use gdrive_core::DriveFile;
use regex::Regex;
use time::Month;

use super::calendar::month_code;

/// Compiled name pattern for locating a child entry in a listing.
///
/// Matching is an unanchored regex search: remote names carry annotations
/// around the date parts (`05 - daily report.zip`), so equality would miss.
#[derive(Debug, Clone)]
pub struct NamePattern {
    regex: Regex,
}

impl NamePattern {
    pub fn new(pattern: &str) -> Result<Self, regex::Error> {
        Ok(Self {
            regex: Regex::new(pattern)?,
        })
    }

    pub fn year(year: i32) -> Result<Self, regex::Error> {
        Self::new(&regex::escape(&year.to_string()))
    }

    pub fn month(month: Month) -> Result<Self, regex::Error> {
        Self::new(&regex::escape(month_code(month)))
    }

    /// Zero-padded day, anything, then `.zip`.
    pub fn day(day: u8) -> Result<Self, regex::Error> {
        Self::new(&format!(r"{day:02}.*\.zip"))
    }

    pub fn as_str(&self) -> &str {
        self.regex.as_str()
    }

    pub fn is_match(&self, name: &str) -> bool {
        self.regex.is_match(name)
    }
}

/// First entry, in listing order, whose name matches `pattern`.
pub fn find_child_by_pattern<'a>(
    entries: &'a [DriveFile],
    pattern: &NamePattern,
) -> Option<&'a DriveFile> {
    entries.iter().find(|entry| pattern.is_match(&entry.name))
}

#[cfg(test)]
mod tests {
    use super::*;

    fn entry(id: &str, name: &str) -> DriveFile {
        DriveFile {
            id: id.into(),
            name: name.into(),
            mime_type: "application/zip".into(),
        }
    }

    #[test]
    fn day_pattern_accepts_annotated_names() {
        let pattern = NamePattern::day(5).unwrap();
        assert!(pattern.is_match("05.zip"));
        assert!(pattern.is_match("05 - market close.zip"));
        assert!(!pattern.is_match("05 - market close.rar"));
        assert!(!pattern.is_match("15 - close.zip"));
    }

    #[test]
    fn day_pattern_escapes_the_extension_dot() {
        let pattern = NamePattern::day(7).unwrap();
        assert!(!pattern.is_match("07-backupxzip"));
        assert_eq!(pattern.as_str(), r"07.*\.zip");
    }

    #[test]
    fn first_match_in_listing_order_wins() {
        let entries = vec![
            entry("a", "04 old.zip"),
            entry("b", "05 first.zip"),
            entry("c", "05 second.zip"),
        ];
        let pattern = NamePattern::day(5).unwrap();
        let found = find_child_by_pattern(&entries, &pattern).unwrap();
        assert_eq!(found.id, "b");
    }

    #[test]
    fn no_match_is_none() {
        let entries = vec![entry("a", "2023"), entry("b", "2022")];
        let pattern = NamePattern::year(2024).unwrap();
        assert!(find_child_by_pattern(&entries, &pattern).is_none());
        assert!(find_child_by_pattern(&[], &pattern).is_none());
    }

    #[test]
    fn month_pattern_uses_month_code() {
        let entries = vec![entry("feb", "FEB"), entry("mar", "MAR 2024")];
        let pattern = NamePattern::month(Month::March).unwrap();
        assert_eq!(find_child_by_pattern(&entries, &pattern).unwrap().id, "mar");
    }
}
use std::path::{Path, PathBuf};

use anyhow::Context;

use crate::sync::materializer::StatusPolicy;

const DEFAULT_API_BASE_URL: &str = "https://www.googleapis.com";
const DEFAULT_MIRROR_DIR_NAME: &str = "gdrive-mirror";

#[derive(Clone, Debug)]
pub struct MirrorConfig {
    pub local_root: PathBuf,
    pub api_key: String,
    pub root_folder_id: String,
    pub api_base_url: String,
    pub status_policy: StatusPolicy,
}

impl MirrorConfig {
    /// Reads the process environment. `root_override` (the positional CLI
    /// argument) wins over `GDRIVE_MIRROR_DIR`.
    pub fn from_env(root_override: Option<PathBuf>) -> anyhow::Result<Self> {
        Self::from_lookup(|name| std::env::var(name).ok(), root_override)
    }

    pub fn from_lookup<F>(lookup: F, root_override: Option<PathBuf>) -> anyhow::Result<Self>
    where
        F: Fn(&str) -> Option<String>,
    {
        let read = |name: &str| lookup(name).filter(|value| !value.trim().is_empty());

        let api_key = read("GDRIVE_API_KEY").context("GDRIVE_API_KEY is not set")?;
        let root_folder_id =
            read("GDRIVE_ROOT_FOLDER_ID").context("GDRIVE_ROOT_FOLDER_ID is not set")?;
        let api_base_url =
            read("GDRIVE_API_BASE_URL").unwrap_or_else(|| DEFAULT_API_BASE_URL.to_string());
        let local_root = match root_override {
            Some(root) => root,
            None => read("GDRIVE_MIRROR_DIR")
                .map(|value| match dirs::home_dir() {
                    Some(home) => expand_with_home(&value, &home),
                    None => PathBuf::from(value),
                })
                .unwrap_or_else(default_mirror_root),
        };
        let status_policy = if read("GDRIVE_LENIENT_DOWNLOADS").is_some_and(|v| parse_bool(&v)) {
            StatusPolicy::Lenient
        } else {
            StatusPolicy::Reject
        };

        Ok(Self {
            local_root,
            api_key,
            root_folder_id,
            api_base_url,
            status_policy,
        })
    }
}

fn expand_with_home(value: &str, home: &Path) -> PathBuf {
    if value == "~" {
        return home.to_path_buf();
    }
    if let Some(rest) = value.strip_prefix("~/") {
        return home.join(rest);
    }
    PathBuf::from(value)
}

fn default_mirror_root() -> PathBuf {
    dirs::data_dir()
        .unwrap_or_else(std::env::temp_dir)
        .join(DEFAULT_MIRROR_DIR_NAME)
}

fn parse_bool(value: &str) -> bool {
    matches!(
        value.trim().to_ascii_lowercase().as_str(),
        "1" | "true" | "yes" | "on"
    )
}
+++
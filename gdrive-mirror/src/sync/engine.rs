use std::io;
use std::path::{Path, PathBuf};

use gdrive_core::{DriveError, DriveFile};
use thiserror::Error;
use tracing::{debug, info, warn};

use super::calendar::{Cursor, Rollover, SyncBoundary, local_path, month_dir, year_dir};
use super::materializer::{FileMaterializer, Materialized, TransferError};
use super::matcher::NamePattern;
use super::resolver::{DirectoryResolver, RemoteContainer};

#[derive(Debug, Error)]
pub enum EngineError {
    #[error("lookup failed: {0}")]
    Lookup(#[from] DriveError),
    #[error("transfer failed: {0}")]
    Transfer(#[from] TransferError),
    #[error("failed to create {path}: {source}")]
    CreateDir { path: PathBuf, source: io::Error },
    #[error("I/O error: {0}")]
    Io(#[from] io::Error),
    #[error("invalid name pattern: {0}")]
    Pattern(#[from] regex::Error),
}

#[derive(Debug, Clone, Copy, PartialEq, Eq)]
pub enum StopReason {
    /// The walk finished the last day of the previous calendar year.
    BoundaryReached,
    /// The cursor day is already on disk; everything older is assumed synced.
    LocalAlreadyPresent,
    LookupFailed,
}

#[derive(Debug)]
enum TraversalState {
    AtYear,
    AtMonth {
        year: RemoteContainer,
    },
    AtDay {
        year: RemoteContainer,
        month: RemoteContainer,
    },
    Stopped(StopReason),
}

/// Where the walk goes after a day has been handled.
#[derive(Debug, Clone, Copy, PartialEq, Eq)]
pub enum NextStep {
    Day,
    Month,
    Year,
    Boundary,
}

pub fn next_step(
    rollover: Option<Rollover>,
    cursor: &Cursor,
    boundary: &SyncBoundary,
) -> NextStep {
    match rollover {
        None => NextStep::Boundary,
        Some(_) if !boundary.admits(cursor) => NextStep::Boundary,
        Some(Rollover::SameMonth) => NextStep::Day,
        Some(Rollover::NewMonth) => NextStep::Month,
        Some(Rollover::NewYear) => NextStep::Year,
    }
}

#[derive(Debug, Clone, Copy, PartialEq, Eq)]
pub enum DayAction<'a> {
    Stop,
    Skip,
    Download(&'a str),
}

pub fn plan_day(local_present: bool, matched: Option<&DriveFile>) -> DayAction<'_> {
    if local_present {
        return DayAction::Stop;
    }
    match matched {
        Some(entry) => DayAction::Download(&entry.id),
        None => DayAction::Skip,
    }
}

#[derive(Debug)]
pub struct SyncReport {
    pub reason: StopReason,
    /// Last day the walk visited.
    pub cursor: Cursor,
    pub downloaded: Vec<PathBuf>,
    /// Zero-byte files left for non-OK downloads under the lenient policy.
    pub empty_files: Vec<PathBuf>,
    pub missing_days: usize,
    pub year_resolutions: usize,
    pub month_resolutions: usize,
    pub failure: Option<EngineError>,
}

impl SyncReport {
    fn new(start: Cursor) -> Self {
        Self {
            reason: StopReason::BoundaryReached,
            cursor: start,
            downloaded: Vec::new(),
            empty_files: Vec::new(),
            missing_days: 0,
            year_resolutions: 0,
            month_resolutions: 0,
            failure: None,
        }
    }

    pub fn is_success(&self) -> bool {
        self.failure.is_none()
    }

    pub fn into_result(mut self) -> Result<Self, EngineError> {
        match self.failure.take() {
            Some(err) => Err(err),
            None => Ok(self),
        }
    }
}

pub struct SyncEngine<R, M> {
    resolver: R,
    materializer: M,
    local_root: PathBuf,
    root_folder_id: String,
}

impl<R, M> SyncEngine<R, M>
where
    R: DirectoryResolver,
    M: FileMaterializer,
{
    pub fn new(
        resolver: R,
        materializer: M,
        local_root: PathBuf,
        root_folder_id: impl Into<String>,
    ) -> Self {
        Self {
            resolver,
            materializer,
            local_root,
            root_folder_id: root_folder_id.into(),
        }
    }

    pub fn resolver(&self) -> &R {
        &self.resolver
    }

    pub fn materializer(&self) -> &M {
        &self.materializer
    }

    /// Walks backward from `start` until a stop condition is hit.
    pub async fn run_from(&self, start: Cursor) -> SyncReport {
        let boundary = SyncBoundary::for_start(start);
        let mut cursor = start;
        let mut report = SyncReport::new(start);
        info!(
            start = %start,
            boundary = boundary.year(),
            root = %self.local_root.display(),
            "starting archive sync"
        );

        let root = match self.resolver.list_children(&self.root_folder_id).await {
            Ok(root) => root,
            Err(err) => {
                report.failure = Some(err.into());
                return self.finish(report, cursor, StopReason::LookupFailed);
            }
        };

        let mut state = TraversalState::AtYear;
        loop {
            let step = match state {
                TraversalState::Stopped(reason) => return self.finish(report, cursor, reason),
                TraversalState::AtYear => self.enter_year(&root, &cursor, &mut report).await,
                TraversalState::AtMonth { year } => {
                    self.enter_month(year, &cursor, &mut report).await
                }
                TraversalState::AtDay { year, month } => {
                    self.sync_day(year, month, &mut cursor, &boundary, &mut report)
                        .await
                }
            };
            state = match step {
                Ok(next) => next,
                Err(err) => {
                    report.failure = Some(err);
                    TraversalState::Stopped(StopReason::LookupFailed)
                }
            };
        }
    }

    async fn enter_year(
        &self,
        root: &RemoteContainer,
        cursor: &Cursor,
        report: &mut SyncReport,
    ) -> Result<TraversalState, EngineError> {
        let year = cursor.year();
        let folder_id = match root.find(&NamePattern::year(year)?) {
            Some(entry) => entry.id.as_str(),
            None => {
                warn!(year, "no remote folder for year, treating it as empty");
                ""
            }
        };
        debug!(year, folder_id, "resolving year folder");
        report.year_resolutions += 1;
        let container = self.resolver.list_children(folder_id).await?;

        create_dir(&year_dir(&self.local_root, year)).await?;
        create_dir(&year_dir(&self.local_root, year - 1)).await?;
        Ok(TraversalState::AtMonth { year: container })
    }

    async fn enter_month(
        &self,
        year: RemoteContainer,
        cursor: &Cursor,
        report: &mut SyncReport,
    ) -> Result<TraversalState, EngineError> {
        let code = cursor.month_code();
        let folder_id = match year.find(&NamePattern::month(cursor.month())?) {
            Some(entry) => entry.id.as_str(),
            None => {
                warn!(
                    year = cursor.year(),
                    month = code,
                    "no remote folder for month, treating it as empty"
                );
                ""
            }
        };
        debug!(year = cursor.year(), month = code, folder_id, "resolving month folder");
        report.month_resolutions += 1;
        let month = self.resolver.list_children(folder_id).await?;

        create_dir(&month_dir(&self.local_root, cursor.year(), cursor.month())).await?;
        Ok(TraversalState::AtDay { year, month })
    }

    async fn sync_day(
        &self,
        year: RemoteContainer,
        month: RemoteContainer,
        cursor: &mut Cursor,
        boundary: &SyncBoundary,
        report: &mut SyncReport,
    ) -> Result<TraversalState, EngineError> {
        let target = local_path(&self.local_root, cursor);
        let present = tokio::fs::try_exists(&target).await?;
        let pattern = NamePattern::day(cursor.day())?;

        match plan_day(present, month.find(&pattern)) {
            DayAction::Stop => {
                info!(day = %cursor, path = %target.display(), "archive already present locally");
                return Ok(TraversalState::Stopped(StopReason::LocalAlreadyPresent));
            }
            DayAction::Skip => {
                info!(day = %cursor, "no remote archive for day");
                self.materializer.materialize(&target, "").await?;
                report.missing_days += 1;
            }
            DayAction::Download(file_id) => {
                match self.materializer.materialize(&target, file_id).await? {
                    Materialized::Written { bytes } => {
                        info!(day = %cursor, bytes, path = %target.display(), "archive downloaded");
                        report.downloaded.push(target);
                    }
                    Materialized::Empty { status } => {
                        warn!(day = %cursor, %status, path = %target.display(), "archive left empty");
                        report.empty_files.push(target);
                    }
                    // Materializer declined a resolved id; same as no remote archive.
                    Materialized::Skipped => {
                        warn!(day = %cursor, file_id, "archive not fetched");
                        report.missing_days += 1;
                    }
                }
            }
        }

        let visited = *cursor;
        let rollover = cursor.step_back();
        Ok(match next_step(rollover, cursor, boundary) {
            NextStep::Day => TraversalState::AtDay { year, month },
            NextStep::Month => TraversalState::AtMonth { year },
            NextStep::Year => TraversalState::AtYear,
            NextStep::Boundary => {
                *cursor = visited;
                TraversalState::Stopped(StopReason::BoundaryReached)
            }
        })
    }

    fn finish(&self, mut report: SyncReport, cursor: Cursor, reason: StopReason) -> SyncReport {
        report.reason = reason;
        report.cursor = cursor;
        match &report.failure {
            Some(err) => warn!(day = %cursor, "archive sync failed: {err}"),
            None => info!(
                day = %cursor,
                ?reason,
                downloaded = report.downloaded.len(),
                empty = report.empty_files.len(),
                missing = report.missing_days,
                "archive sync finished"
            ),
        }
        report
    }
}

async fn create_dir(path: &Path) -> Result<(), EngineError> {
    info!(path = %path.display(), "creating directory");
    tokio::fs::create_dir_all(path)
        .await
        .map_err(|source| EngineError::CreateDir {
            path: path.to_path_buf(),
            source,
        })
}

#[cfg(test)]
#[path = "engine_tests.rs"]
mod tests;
+++
[About this task]: Which lines of the entries above contain the string "anyhow"? Copy each one.

[Answer space]:
use anyhow::Context;
    pub fn from_env(root_override: Option<PathBuf>) -> anyhow::Result<Self> {
    pub fn from_lookup<F>(lookup: F, root_override: Option<PathBuf>) -> anyhow::Result<Self>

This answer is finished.